(EXERCISE): What is needed is the number of lines below that contain the word "fields", with no other output.
***** EXERCISE INPUTS
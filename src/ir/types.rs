//! Type definitions for the program representation

use serde::{Deserialize, Serialize};
use std::fmt;

/// First-class IR types
#[derive(Debug, Clone, PartialEq, Eq, Hash, Serialize, Deserialize)]
pub enum IrType {
    /// No value (function results only)
    Void,
    /// Integer of the given bit width (i1, i8, i32, i64, ...)
    Int(u32),
    /// 32-bit IEEE float
    Float,
    /// 64-bit IEEE float
    Double,
    /// Pointer to the given element type
    Ptr(Box<IrType>),
    /// Named structure type (`struct.foo`, `union.bar`)
    Struct(String),
}

impl IrType {
    /// 8-bit integer (C `char`)
    pub fn i8() -> Self {
        IrType::Int(8)
    }

    /// 32-bit integer (C `int`)
    pub fn i32() -> Self {
        IrType::Int(32)
    }

    /// 64-bit integer (C `long` on LP64)
    pub fn i64() -> Self {
        IrType::Int(64)
    }

    /// Pointer to 8-bit integer (C string)
    pub fn i8_ptr() -> Self {
        IrType::Ptr(Box::new(IrType::Int(8)))
    }

    /// Pointer to `ty`
    pub fn ptr_to(ty: IrType) -> Self {
        IrType::Ptr(Box::new(ty))
    }

    /// Pointer to a named structure
    pub fn struct_ptr(name: &str) -> Self {
        IrType::Ptr(Box::new(IrType::Struct(name.to_string())))
    }

    /// Is this an integer of exactly `bits` width?
    pub fn is_int(&self, bits: u32) -> bool {
        matches!(self, IrType::Int(b) if *b == bits)
    }

    /// Is this any floating-point type?
    pub fn is_floating(&self) -> bool {
        matches!(self, IrType::Float | IrType::Double)
    }

    pub fn is_pointer(&self) -> bool {
        matches!(self, IrType::Ptr(_))
    }

    pub fn is_void(&self) -> bool {
        matches!(self, IrType::Void)
    }

    /// Element type of a pointer
    pub fn pointee(&self) -> Option<&IrType> {
        match self {
            IrType::Ptr(inner) => Some(inner),
            _ => None,
        }
    }
}

impl fmt::Display for IrType {
    fn fmt(&self, f: &mut fmt::Formatter<'_>) -> fmt::Result {
        match self {
            IrType::Void => write!(f, "void"),
            IrType::Int(bits) => write!(f, "i{}", bits),
            IrType::Float => write!(f, "float"),
            IrType::Double => write!(f, "double"),
            IrType::Ptr(inner) => write!(f, "{}*", inner),
            IrType::Struct(name) => write!(f, "%{}", name),
        }
    }
}

/// A structure type definition
#[derive(Debug, Clone, PartialEq, Serialize, Deserialize)]
pub struct StructType {
    /// Type name including the `struct.`/`union.` marker; `None` for literal structs
    pub name: Option<String>,
    /// Field types by ordinal
    pub fields: Vec<IrType>,
}

impl StructType {
    /// Create a named structure type
    pub fn named(name: &str, fields: Vec<IrType>) -> Self {
        Self {
            name: Some(name.to_string()),
            fields,
        }
    }

    pub fn has_name(&self) -> bool {
        self.name.is_some()
    }

    /// The type name, or an empty string for literal structs
    pub fn name(&self) -> &str {
        self.name.as_deref().unwrap_or("")
    }

    /// Type of the field at `ordinal`
    pub fn field_type(&self, ordinal: usize) -> Option<&IrType> {
        self.fields.get(ordinal)
    }
}

/// A module-level global variable
#[derive(Debug, Clone, PartialEq, Serialize, Deserialize)]
pub struct GlobalVariable {
    /// Symbol name
    pub name: String,
    /// Value type (the global itself is a pointer to this)
    pub ty: IrType,
    /// Optional initializer
    pub initializer: Option<Constant>,
    /// Read-only data
    pub constant: bool,
}

/// Global initializers
#[derive(Debug, Clone, PartialEq, Serialize, Deserialize)]
pub enum Constant {
    /// Integer initializer
    Int(i64),
    /// NUL-terminated byte string
    CString(String),
    /// All-zero initializer
    Zero,
}
//! Plain-text logging through `printf(3)`

use super::{Logger, Parameter, SemanticType};

/// Emits `printf(format, values...)`
#[derive(Debug, Clone, Copy, Default)]
pub struct PrintfLogger;

impl Logger for PrintfLogger {
    fn function_name(&self) -> &'static str {
        "printf"
    }

    fn create_format_string(&self, prefix: &str, params: &[Parameter], suffix: &str) -> String {
        let mut format = String::from(prefix);

        for param in params {
            match SemanticType::of(&param.ty) {
                SemanticType::Int32 => format.push_str(" %d"),
                SemanticType::Floating => format.push_str(" %.0f"),
                SemanticType::Char => format.push_str(" %c"),
                SemanticType::CString => format.push_str(" \"%s\""),
                SemanticType::Pointer => format.push_str(" %p"),
                SemanticType::Unsupported => {}
            }
        }

        format.push_str(suffix);
        format
    }
}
**********
(TASK OUTPUT): 4